No último conto do livro, «O Ebro», acontece o inverso. Numa viagem de carro, dá-se um diálogo desencontrado entre pai e filho, ao longo de 11 páginas. Enquanto o filho interpela e conversa directamente com o pai, procurando atender às suas necessidades imediatas, como urinar, mantê-lo confortável, comprar-lhe os croissants de que gosta pois sabe que o pai é guloso, mostrando-se sempre solícito e paciente, o pai discorre num discurso ininterrupto que evidencia claramente que está preso aos acontecimentos que viveu na batalha do Ebro (deduzimos nós pelo título do conto) que recorda de forma tão vívida que teme o aparecimento do Sargento Mayo para lhe dar um tiro, apesar de ele ter morrido à sua frente nas margens do Ebro, possivelmente às suas mãos.

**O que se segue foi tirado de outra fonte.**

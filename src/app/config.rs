//! Run configuration: built-in defaults, optional config file, and the
//! resolved settings a run executes with.
//!
//! The config file is a flat `key = value` subset of TOML:
//!
//! ```toml
//! keywords = "Prusa MK4, Prusa MINI"
//! zip_code = "73120"
//! max_pages = 3
//! output_dir = "public/data"
//! rate_limit = 1500   # milliseconds
//! verbosity = "verbose"
//! ```

use std::env;
use std::fs;
use std::path::{Path, PathBuf};
use std::time::Duration;

use anyhow::{Context, Result, anyhow, bail};

use crate::extract::DEFAULT_BATCH_SIZE;
use crate::fetch::{DEFAULT_MAX_RETRIES, DEFAULT_TIMEOUT_SECS, FetchConfig};
use crate::persist::DEFAULT_OUTPUT_DIR;

/// Searches run when none are given.
pub const DEFAULT_KEYWORDS: [&str; 4] = ["Prusa MK3S", "Prusa MK4", "Prusa MINI", "Prusa Core One"];

/// Postal code searched near by default.
pub const DEFAULT_ZIP_CODE: &str = "73120";

/// Pages fetched per keyword by default.
pub const DEFAULT_MAX_PAGES: u32 = 2;

/// Default spacing between requests in milliseconds.
pub const DEFAULT_RATE_LIMIT_MS: u64 = 1000;

const APP_DIR: &str = "prusa-scout";

/// Values read from the config file. Every field is optional; unset fields
/// fall back to the built-in defaults.
#[derive(Debug, Clone, Default, PartialEq, Eq)]
pub struct FileConfig {
    /// Search keywords, comma-separated in the file.
    pub keywords: Option<Vec<String>>,
    pub zip_code: Option<String>,
    pub max_pages: Option<u32>,
    pub batch_size: Option<usize>,
    pub output_dir: Option<PathBuf>,
    /// Milliseconds between requests to the same host; 0 disables pacing.
    pub rate_limit: Option<u64>,
    pub max_retries: Option<u32>,
    pub timeout_secs: Option<u64>,
    pub verbosity: Option<VerbositySetting>,
}

impl FileConfig {
    /// Checks values against the same ranges the command line accepts.
    ///
    /// # Errors
    ///
    /// Returns an error naming the first out-of-range key.
    pub fn validate(&self) -> Result<()> {
        if let Some(keywords) = &self.keywords
            && keywords.is_empty()
        {
            bail!("Invalid config value for `keywords`: expected at least one keyword");
        }
        if let Some(zip_code) = &self.zip_code
            && zip_code.trim().is_empty()
        {
            bail!("Invalid config value for `zip_code`: must not be empty");
        }
        validate_range("max_pages", self.max_pages.map(u64::from), 1, 100)?;
        validate_range("batch_size", self.batch_size.map(|v| v as u64), 1, 10_000)?;
        validate_range("rate_limit", self.rate_limit, 0, 60_000)?;
        validate_range("max_retries", self.max_retries.map(u64::from), 1, 10)?;
        validate_range("timeout_secs", self.timeout_secs, 1, 3600)?;
        Ok(())
    }
}

fn validate_range(field: &str, value: Option<u64>, min: u64, max: u64) -> Result<()> {
    let Some(value) = value else {
        return Ok(());
    };
    if !(min..=max).contains(&value) {
        bail!("Invalid config value for `{field}`: {value}. Expected range: {min}..={max}");
    }
    Ok(())
}

/// Verbosity labels accepted in the config file.
#[derive(Debug, Clone, Copy, PartialEq, Eq)]
pub enum VerbositySetting {
    Default,
    Verbose,
    Quiet,
    Debug,
}

impl VerbositySetting {
    /// Log filter directive used when `RUST_LOG` is unset.
    #[must_use]
    pub fn filter_directive(self) -> &'static str {
        match self {
            Self::Quiet => "error",
            Self::Default => "info",
            Self::Verbose => "debug",
            Self::Debug => "trace",
        }
    }
}

/// Result of looking for the default config file.
#[derive(Debug, Clone)]
pub struct LoadedConfig {
    /// Where the file was looked for, if a base directory is known.
    pub path: Option<PathBuf>,
    /// Parsed config when the file exists.
    pub config: Option<FileConfig>,
}

/// Default config path: `$XDG_CONFIG_HOME/prusa-scout/config.toml`, else
/// `$HOME/.config/prusa-scout/config.toml`.
#[must_use]
pub fn resolve_default_config_path() -> Option<PathBuf> {
    if let Some(xdg) = env_var_non_empty("XDG_CONFIG_HOME") {
        return Some(PathBuf::from(xdg).join(APP_DIR).join("config.toml"));
    }
    let home = env_var_non_empty("HOME")?;
    Some(
        PathBuf::from(home)
            .join(".config")
            .join(APP_DIR)
            .join("config.toml"),
    )
}

fn env_var_non_empty(name: &str) -> Option<std::ffi::OsString> {
    env::var_os(name).filter(|value| !value.is_empty())
}

/// Loads the default config file if it exists.
///
/// # Errors
///
/// Returns an error if the file exists but cannot be read, parsed or
/// validated.
pub fn load_default_file_config() -> Result<LoadedConfig> {
    let path = resolve_default_config_path();
    let config = match path.as_deref() {
        Some(p) if p.exists() => Some(load_file_config(p)?),
        _ => None,
    };
    Ok(LoadedConfig { path, config })
}

/// Loads and validates a config file.
///
/// # Errors
///
/// Returns an error if the file cannot be read, contains unknown keys or
/// malformed values, or fails validation.
pub fn load_file_config(path: &Path) -> Result<FileConfig> {
    let raw = fs::read_to_string(path)
        .with_context(|| format!("Failed to read config file '{}'", path.display()))?;
    parse_config_str(&raw)
        .with_context(|| format!("Failed to parse config file '{}'", path.display()))
}

/// Parses config text.
///
/// # Errors
///
/// Returns an error on syntax errors, unknown keys, bad values or failed
/// validation.
pub fn parse_config_str(raw: &str) -> Result<FileConfig> {
    let mut cfg = FileConfig::default();

    for (index, raw_line) in raw.lines().enumerate() {
        let line_no = index + 1;
        let line = strip_inline_comment(raw_line).trim();
        if line.is_empty() {
            continue;
        }
        let Some((key, value)) = line.split_once('=') else {
            bail!("Invalid config syntax on line {line_no}: expected key = value");
        };
        let (key, value) = (key.trim(), value.trim());
        let invalid = || format!("Invalid `{key}` value on line {line_no}");

        match key {
            "keywords" => {
                let list = parse_string_literal(value).with_context(invalid)?;
                cfg.keywords = Some(
                    list.split(',')
                        .map(str::trim)
                        .filter(|k| !k.is_empty())
                        .map(str::to_string)
                        .collect(),
                );
            }
            "zip_code" => cfg.zip_code = Some(parse_string_literal(value).with_context(invalid)?),
            "max_pages" => cfg.max_pages = Some(parse_integer(value).with_context(invalid)?),
            "batch_size" => cfg.batch_size = Some(parse_integer(value).with_context(invalid)?),
            "output_dir" => {
                cfg.output_dir = Some(PathBuf::from(
                    parse_string_literal(value).with_context(invalid)?,
                ));
            }
            "rate_limit" => cfg.rate_limit = Some(parse_integer(value).with_context(invalid)?),
            "max_retries" => cfg.max_retries = Some(parse_integer(value).with_context(invalid)?),
            "timeout_secs" => cfg.timeout_secs = Some(parse_integer(value).with_context(invalid)?),
            "verbosity" => {
                let label = parse_string_literal(value).with_context(invalid)?;
                cfg.verbosity = Some(parse_verbosity(&label).with_context(invalid)?);
            }
            unknown => bail!("Unknown configuration key: '{unknown}' on line {line_no}"),
        }
    }

    cfg.validate()?;
    Ok(cfg)
}

fn strip_inline_comment(line: &str) -> &str {
    let mut in_string = false;
    for (index, ch) in line.char_indices() {
        match ch {
            '"' => in_string = !in_string,
            '#' if !in_string => return &line[..index],
            _ => {}
        }
    }
    line
}

fn parse_string_literal(value: &str) -> Result<String> {
    value
        .strip_prefix('"')
        .and_then(|rest| rest.strip_suffix('"'))
        .map(str::to_string)
        .ok_or_else(|| anyhow!("Expected double-quoted string"))
}

fn parse_integer<T>(value: &str) -> Result<T>
where
    T: TryFrom<u64>,
{
    let parsed: u64 = value
        .parse()
        .map_err(|_| anyhow!("Expected non-negative integer, got '{value}'"))?;
    T::try_from(parsed).map_err(|_| anyhow!("Integer value {parsed} out of range"))
}

fn parse_verbosity(label: &str) -> Result<VerbositySetting> {
    match label {
        "default" => Ok(VerbositySetting::Default),
        "verbose" => Ok(VerbositySetting::Verbose),
        "quiet" => Ok(VerbositySetting::Quiet),
        "debug" => Ok(VerbositySetting::Debug),
        other => bail!("Unknown verbosity '{other}'. Expected default, verbose, quiet or debug"),
    }
}

/// Fully resolved settings for one run.
#[derive(Debug, Clone, PartialEq, Eq)]
pub struct RunConfig {
    /// One search sweep per keyword, in order.
    pub keywords: Vec<String>,
    pub zip_code: String,
    /// Upper bound on pages per keyword.
    pub max_pages: u32,
    pub batch_size: usize,
    /// Root of the output layout.
    pub output_dir: PathBuf,
    /// Milliseconds between requests to the same host; 0 disables pacing.
    pub rate_limit_ms: u64,
    pub max_retries: u32,
    pub timeout_secs: u64,
}

impl Default for RunConfig {
    fn default() -> Self {
        Self {
            keywords: DEFAULT_KEYWORDS.iter().map(|k| (*k).to_string()).collect(),
            zip_code: DEFAULT_ZIP_CODE.to_string(),
            max_pages: DEFAULT_MAX_PAGES,
            batch_size: DEFAULT_BATCH_SIZE,
            output_dir: PathBuf::from(DEFAULT_OUTPUT_DIR),
            rate_limit_ms: DEFAULT_RATE_LIMIT_MS,
            max_retries: DEFAULT_MAX_RETRIES,
            timeout_secs: DEFAULT_TIMEOUT_SECS,
        }
    }
}

impl RunConfig {
    /// Overlays every value set in `file`.
    #[must_use]
    pub fn with_file(mut self, file: &FileConfig) -> Self {
        if let Some(keywords) = &file.keywords {
            self.keywords.clone_from(keywords);
        }
        if let Some(zip_code) = &file.zip_code {
            self.zip_code.clone_from(zip_code);
        }
        if let Some(output_dir) = &file.output_dir {
            self.output_dir.clone_from(output_dir);
        }
        self.max_pages = file.max_pages.unwrap_or(self.max_pages);
        self.batch_size = file.batch_size.unwrap_or(self.batch_size);
        self.rate_limit_ms = file.rate_limit.unwrap_or(self.rate_limit_ms);
        self.max_retries = file.max_retries.unwrap_or(self.max_retries);
        self.timeout_secs = file.timeout_secs.unwrap_or(self.timeout_secs);
        self
    }

    /// HTTP client settings for the default search endpoint.
    #[must_use]
    pub fn fetch_config(&self) -> FetchConfig {
        FetchConfig {
            timeout: Duration::from_secs(self.timeout_secs),
            connect_timeout: Duration::from_secs(self.timeout_secs),
            request_delay: Duration::from_millis(self.rate_limit_ms),
            max_retries: self.max_retries,
            ..FetchConfig::default()
        }
    }
}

Cedo compreenderemos que, a fechar o livro, temos agora um filho a deixar o pai num lar. Embora o pai não chegue a viver um dia nessa nova casa, pois morre às mãos do monstro do Paraíso, o mesmo pedófilo que assassinou 5 crianças no conto «Paraíso», pois foi ele o juiz que condenara o criminoso a prisão perpétua: «Naquele momento, não teve discernimento suficiente para se perguntar por que motivo as histórias da vida acabam sempre com a morte, como se não houvesse mais nenhum final possível para todas as coisas.» (p. 242)
Todas as restantes histórias são igualmente atravessadas pela temática da morte, mas sempre de forma violenta. Praticada como vingança, ou como um negócio, no caso de assassinos a soldo, ou ainda como acto de criação, como é o caso do protagonista de «As mãos de Mauk» que leva mais longe o acto de criar e aniquilar as personagens das suas histórias: «se ele era o deus que governava as personagens que criava, porque não podia ser o deus das pessoas que o cercavam? Quando escreveu a história do jardim zoológico, não decidiu só porque sim que Irene devia morrer? Decidiu-o porque sim, não por uma qualquer razão narrativa. Escreveu aquilo e Irene palmou, sem sequer ter o direito de reclamar, porque eu sou Deus.» (p. 210)
Escreve o autor, voltando ao epílogo, que nesta colectânea, publicada pela Tinta-da-china, há contos resgatados à gaveta, outros já publicados em antologias, mas há ainda uns quantos que nasceram quando trabalhava na actual compilação: «A dinâmica do livro em construção desperta em mim o desejo de contar novas histórias que, sem grandes melindres, se colocam lado a lado com outras narrativas que esperavam há anos pela oportunidade de enfiarem o nariz de fora.» (p. 245) Parece ser esse o caso destas histórias que ressaltam e quase se impõem como narrativas autónomas numa galeria de personagens «sem redenção possível nem lugar no paraíso». Contudo esse paraíso parece ser vislumbrado em alguns dos contos, a começar por «Claudi» onde um homem entra num quadro como quem muda para outra dimensão – quadro esse que volta a surgir em «Nunc dimittis» e depois em «Ponto de Fuga» –, onde o tempo se esvanece, não há sentimentos nem obrigações, e se vive uma imensa liberdade, caminhando rumo ao sol nascente pela mão de uma camponesa.